▶ **Aim of the task**: Go through the records and report each line holding the string "dimensions".

(Supplied entries begins)

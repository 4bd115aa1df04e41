use crate::error::Result;
#[cfg(feature = "serde")]
use serde::{Deserialize, Serialize};

//===========================================================================//

// Smallest crop side offered by the interactive controls, unless the source
// itself is smaller than this.
const PREFERRED_MIN_SIDE: u32 = 16;

//===========================================================================//

/// A square region of a source image, given by its top-left corner and side
/// length in pixels.
#[derive(Clone, Copy, Debug, Eq, Hash, PartialEq)]
#[cfg_attr(feature = "serde", derive(Deserialize, Serialize))]
pub struct CropRegion {
    /// Pixels from the left edge of the source.
    pub x: u32,
    /// Pixels from the top edge of the source.
    pub y: u32,
    /// Side length of the square.
    pub side: u32,
}

impl CropRegion {
    /// Creates a crop region.  No validation happens here; see
    /// [`CropRegion::validate`].
    pub fn new(x: u32, y: u32, side: u32) -> CropRegion {
        CropRegion { x, y, side }
    }

    /// Returns the largest square that fits in a `width`x`height` source,
    /// centered along the longer axis.
    pub fn centered(width: u32, height: u32) -> CropRegion {
        let side = width.min(height);
        CropRegion::new((width - side) / 2, (height - side) / 2, side)
    }

    /// Returns the smallest side length the controls should allow for a
    /// `width`x`height` source.
    pub fn min_side(width: u32, height: u32) -> u32 {
        let max_side = CropRegion::max_side(width, height);
        if max_side > 0 {
            PREFERRED_MIN_SIDE.min(max_side)
        } else {
            1
        }
    }

    /// Returns the largest side length that fits in a `width`x`height`
    /// source.
    pub fn max_side(width: u32, height: u32) -> u32 {
        width.min(height)
    }

    /// Returns this region with its side changed to `side` (clamped to the
    /// allowed range) and its offsets pulled back inside the source.
    pub fn with_side(self, side: u32, width: u32, height: u32) -> CropRegion {
        CropRegion { side, ..self }.clamped(width, height)
    }

    /// Returns this region moved to (`x`, `y`), clamped so that it stays
    /// inside the source.
    pub fn with_offset(
        self,
        x: u32,
        y: u32,
        width: u32,
        height: u32,
    ) -> CropRegion {
        CropRegion { x, y, ..self }.clamped(width, height)
    }

    /// Returns this region, keeping its side, centered in the source.
    pub fn recentered(self, width: u32, height: u32) -> CropRegion {
        let side = self.clamped(width, height).side;
        CropRegion::new(
            width.saturating_sub(side) / 2,
            height.saturating_sub(side) / 2,
            side,
        )
    }

    /// Returns the closest region to this one that satisfies
    /// [`CropRegion::validate`] for a `width`x`height` source.
    pub fn clamped(self, width: u32, height: u32) -> CropRegion {
        let side = self.side.clamp(
            CropRegion::min_side(width, height),
            CropRegion::max_side(width, height).max(1),
        );
        CropRegion {
            x: self.x.min(width.saturating_sub(side)),
            y: self.y.min(height.saturating_sub(side)),
            side,
        }
    }

    /// Checks that this region lies entirely inside a `width`x`height`
    /// source.
    pub fn validate(&self, width: u32, height: u32) -> Result<()> {
        if self.side < 1 {
            invalid_crop!("Crop side must be at least 1");
        }
        let right = (self.x as u64) + (self.side as u64);
        if right > (width as u64) {
            invalid_crop!(
                "Crop x + side is {}, but source width is {}",
                right,
                width
            );
        }
        let bottom = (self.y as u64) + (self.side as u64);
        if bottom > (height as u64) {
            invalid_crop!(
                "Crop y + side is {}, but source height is {}",
                bottom,
                height
            );
        }
        Ok(())
    }
}

//===========================================================================//


//===========================================================================//
use crate::config::PngCompression;
use crate::error::Result;
use std::fmt;
use std::io::{Read, Write};

//===========================================================================//

// Size limits for a raster:
const MIN_WIDTH: u32 = 1;
const MIN_HEIGHT: u32 = 1;

//===========================================================================//

/// A decoded RGBA image with 8 bits per channel.
#[derive(Clone, Eq, PartialEq)]
pub struct RasterImage {
    width: u32,
    height: u32,
    rgba_data: Vec<u8>,
}

impl RasterImage {
    /// Creates a new image with the given dimensions and RGBA data.  The
    /// `width` and `height` must be nonzero, and `rgba_data` must have `4 *
    /// width * height` bytes and be in row-major order from top to bottom.
    /// Panics if the dimensions are out of range or if `rgba_data` is the
    /// wrong length.
    pub fn from_rgba_data(
        width: u32,
        height: u32,
        rgba_data: Vec<u8>,
    ) -> RasterImage {
        if width < MIN_WIDTH {
            panic!(
                "Invalid width (was {}, but must be at least {})",
                width, MIN_WIDTH
            );
        }
        if height < MIN_HEIGHT {
            panic!(
                "Invalid height (was {}, but must be at least {})",
                height, MIN_HEIGHT
            );
        }
        let expected_data_len = (width as u64) * (height as u64) * 4;
        if (rgba_data.len() as u64) != expected_data_len {
            panic!(
                "Invalid data length (was {}, but must be {} for {}x{} image)",
                rgba_data.len(),
                expected_data_len,
                width,
                height
            );
        }
        RasterImage { width, height, rgba_data }
    }

    /// Creates a new image where every pixel has the given RGBA color.
    /// Panics if either dimension is zero.
    pub fn filled(width: u32, height: u32, rgba: [u8; 4]) -> RasterImage {
        let num_pixels = (width as usize) * (height as usize);
        let mut rgba_data = Vec::with_capacity(num_pixels * 4);
        for _ in 0..num_pixels {
            rgba_data.extend_from_slice(&rgba);
        }
        RasterImage::from_rgba_data(width, height, rgba_data)
    }

    /// Returns the width of the image, in pixels.
    pub fn width(&self) -> u32 {
        self.width
    }

    /// Returns the height of the image, in pixels.
    pub fn height(&self) -> u32 {
        self.height
    }

    /// Returns the RGBA data for this image, in row-major order from top to
    /// bottom.
    pub fn rgba_data(&self) -> &[u8] {
        &self.rgba_data
    }

    /// Consumes the image and returns its RGBA data.
    pub fn into_rgba_data(self) -> Vec<u8> {
        self.rgba_data
    }

    /// Returns the RGBA value of the pixel at (`x`, `y`), or `None` if the
    /// coordinates are outside the image.
    pub fn pixel(&self, x: u32, y: u32) -> Option<[u8; 4]> {
        if x >= self.width || y >= self.height {
            return None;
        }
        let start = 4 * ((y as usize) * (self.width as usize) + (x as usize));
        let mut rgba = [0u8; 4];
        rgba.copy_from_slice(&self.rgba_data[start..][..4]);
        Some(rgba)
    }

    /// Returns true if any pixel is not fully opaque.
    pub fn has_alpha(&self) -> bool {
        self.rgba_data.chunks_exact(4).any(|pixel| pixel[3] != u8::MAX)
    }

    /// Decodes an image from a PNG file.  Palette, sub-byte and 16-bit PNGs
    /// are converted to 8-bit RGBA.  Returns an error if the PNG data is
    /// malformed or can't be decoded.
    pub fn read_png<R: Read>(reader: R) -> Result<RasterImage> {
        let mut decoder = png::Decoder::new(reader);
        decoder.set_transformations(
            png::Transformations::EXPAND | png::Transformations::STRIP_16,
        );
        let mut png_reader = match decoder.read_info() {
            Ok(png_reader) => png_reader,
            Err(error) => decode_error!("Malformed PNG data: {}", error),
        };
        let (width, height) = {
            let info = png_reader.info();
            (info.width, info.height)
        };
        if width < MIN_WIDTH {
            decode_error!(
                "Invalid PNG width (was {}, but must be at least {})",
                width,
                MIN_WIDTH
            );
        }
        if height < MIN_HEIGHT {
            decode_error!(
                "Invalid PNG height (was {}, but must be at least {})",
                height,
                MIN_HEIGHT
            );
        }
        let mut buffer = vec![0u8; png_reader.output_buffer_size()];
        let frame = match png_reader.next_frame(&mut buffer) {
            Ok(frame) => frame,
            Err(error) => decode_error!("Malformed PNG data: {}", error),
        };
        if frame.bit_depth != png::BitDepth::Eight {
            decode_error!("Unsupported PNG bit depth: {:?}", frame.bit_depth);
        }
        buffer.truncate(frame.buffer_size());
        let rgba_data = match frame.color_type {
            png::ColorType::Rgba => buffer,
            png::ColorType::Rgb => {
                let mut rgba = Vec::with_capacity(buffer.len() / 3 * 4);
                for rgb in buffer.chunks_exact(3) {
                    rgba.extend_from_slice(rgb);
                    rgba.push(u8::MAX);
                }
                rgba
            }
            png::ColorType::GrayscaleAlpha => {
                let mut rgba = Vec::with_capacity(buffer.len() * 2);
                for pair in buffer.chunks_exact(2) {
                    let (gray, alpha) = (pair[0], pair[1]);
                    rgba.extend_from_slice(&[gray, gray, gray, alpha]);
                }
                rgba
            }
            png::ColorType::Grayscale => {
                let mut rgba = Vec::with_capacity(buffer.len() * 4);
                for gray in buffer.into_iter() {
                    rgba.extend_from_slice(&[gray, gray, gray, u8::MAX]);
                }
                rgba
            }
            png::ColorType::Indexed => {
                // EXPAND should have resolved the palette already.
                decode_error!("Unexpanded indexed PNG data");
            }
        };
        let expected_len = (width as usize) * (height as usize) * 4;
        if rgba_data.len() != expected_len {
            decode_error!(
                "PNG frame has {} bytes, but a {}x{} image needs {}",
                rgba_data.len(),
                width,
                height,
                expected_len
            );
        }
        Ok(RasterImage::from_rgba_data(width, height, rgba_data))
    }

    /// Encodes the image as an 8-bit RGBA PNG file.
    pub fn write_png<W: Write>(&self, writer: W) -> Result<()> {
        self.write_png_with_compression(PngCompression::default(), writer)
    }

    /// Encodes the image as an 8-bit RGBA PNG file using the given
    /// compression level.
    pub fn write_png_with_compression<W: Write>(
        &self,
        compression: PngCompression,
        writer: W,
    ) -> Result<()> {
        match self.write_png_internal(compression, writer) {
            Ok(()) => Ok(()),
            Err(png::EncodingError::IoError(error)) => Err(error.into()),
            Err(png::EncodingError::Format(error)) => {
                encode_error!("PNG format error: {}", error);
            }
            Err(png::EncodingError::LimitsExceeded) => {
                encode_error!("PNG limits exceeded");
            }
            Err(png::EncodingError::Parameter(error)) => {
                encode_error!("PNG parameter error: {}", error);
            }
        }
    }

    /// Encodes the image into a new PNG byte buffer.
    pub fn to_png(&self) -> Result<Vec<u8>> {
        self.to_png_with_compression(PngCompression::default())
    }

    /// Encodes the image into a new PNG byte buffer using the given
    /// compression level.
    pub fn to_png_with_compression(
        &self,
        compression: PngCompression,
    ) -> Result<Vec<u8>> {
        let mut data = Vec::new();
        self.write_png_with_compression(compression, &mut data)?;
        Ok(data)
    }

    fn write_png_internal<W: Write>(
        &self,
        compression: PngCompression,
        writer: W,
    ) -> std::result::Result<(), png::EncodingError> {
        let mut encoder = png::Encoder::new(writer, self.width, self.height);
        encoder.set_depth(png::BitDepth::Eight);
        encoder.set_color(png::ColorType::Rgba);
        encoder.set_compression(compression.to_png());
        let mut writer = encoder.write_header()?;
        writer.write_image_data(&self.rgba_data)?;
        writer.finish()
    }
}

impl fmt::Debug for RasterImage {
    fn fmt(&self, f: &mut fmt::Formatter<'_>) -> fmt::Result {
        f.debug_struct("RasterImage")
            .field("width", &self.width)
            .field("height", &self.height)
            .field("rgba_len", &self.rgba_data.len())
            .finish()
    }
}

//===========================================================================//

#[cfg(test)]
mod tests {
    use super::RasterImage;
    use crate::config::PngCompression;

    #[test]
    fn filled_image_has_uniform_pixels() {
        let image = RasterImage::filled(3, 2, [1, 2, 3, 4]);
        assert_eq!(image.rgba_data().len(), 24);
        assert_eq!(image.pixel(0, 0), Some([1, 2, 3, 4]));
        assert_eq!(image.pixel(2, 1), Some([1, 2, 3, 4]));
        assert_eq!(image.pixel(3, 0), None);
        assert_eq!(image.pixel(0, 2), None);
        assert!(image.has_alpha());
    }

    #[test]
    #[should_panic(expected = "Invalid width")]
    fn zero_width_panics() {
        RasterImage::from_rgba_data(0, 1, Vec::new());
    }

    #[test]
    #[should_panic(expected = "Invalid data length")]
    fn wrong_data_length_panics() {
        RasterImage::from_rgba_data(2, 2, vec![0; 15]);
    }

    #[test]
    fn png_starts_with_signature() {
        let image = RasterImage::filled(4, 4, [255, 0, 0, 255]);
        let png = image.to_png().unwrap();
        assert!(png.starts_with(b"\x89PNG\r\n\x1a\n"));
    }

    #[test]
    fn png_round_trip_preserves_alpha() {
        let width = 11;
        let height = 13;
        let mut rgba = Vec::new();
        for index in 0..(width * height) {
            rgba.push(if index % 2 == 0 { 0 } else { 255 });
            rgba.push(if index % 3 == 0 { 0 } else { 255 });
            rgba.push(if index % 5 == 0 { 0 } else { 255 });
            rgba.push(if index % 7 == 0 { 128 } else { 255 });
        }
        let image = RasterImage::from_rgba_data(width, height, rgba.clone());
        for &compression in &[
            PngCompression::Fast,
            PngCompression::Default,
            PngCompression::Best,
        ] {
            let png = image.to_png_with_compression(compression).unwrap();
            let decoded = RasterImage::read_png(png.as_slice()).unwrap();
            assert_eq!(decoded.width(), width);
            assert_eq!(decoded.height(), height);
            assert_eq!(decoded.rgba_data(), rgba.as_slice());
        }
    }

    #[test]
    fn read_png_grayscale() {
        let input: &[u8] = b"\
            \x89\x50\x4e\x47\x0d\x0a\x1a\x0a\x00\x00\x00\x0d\x49\x48\x44\x52\
            \x00\x00\x00\x02\x00\x00\x00\x02\x08\x00\x00\x00\x00\x57\xdd\x52\
            \xf8\x00\x00\x00\x0e\x49\x44\x41\x54\x78\x9c\x63\xb4\x77\x60\xdc\
            \xef\x00\x00\x04\x08\x01\x81\x86\x2e\xc9\x8d\x00\x00\x00\x00\x49\
            \x45\x4e\x44\xae\x42\x60\x82";
        let image = RasterImage::read_png(input).unwrap();
        assert_eq!(image.width(), 2);
        assert_eq!(image.height(), 2);
        let rgba: &[u8] = b"\
            \x3f\x3f\x3f\xff\x7f\x7f\x7f\xff\
            \xbf\xbf\xbf\xff\xff\xff\xff\xff";
        assert_eq!(image.rgba_data(), rgba);
    }

    #[test]
    fn read_png_rejects_garbage() {
        let input: &[u8] = b"definitely not a png";
        assert!(RasterImage::read_png(input).is_err());
    }
}

//===========================================================================//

(Supplied entries ends)

▶ **Answer for the task**:
    /// Creates a new image with the given dimensions and RGBA data.  The
    /// Panics if the dimensions are out of range or if `rgba_data` is the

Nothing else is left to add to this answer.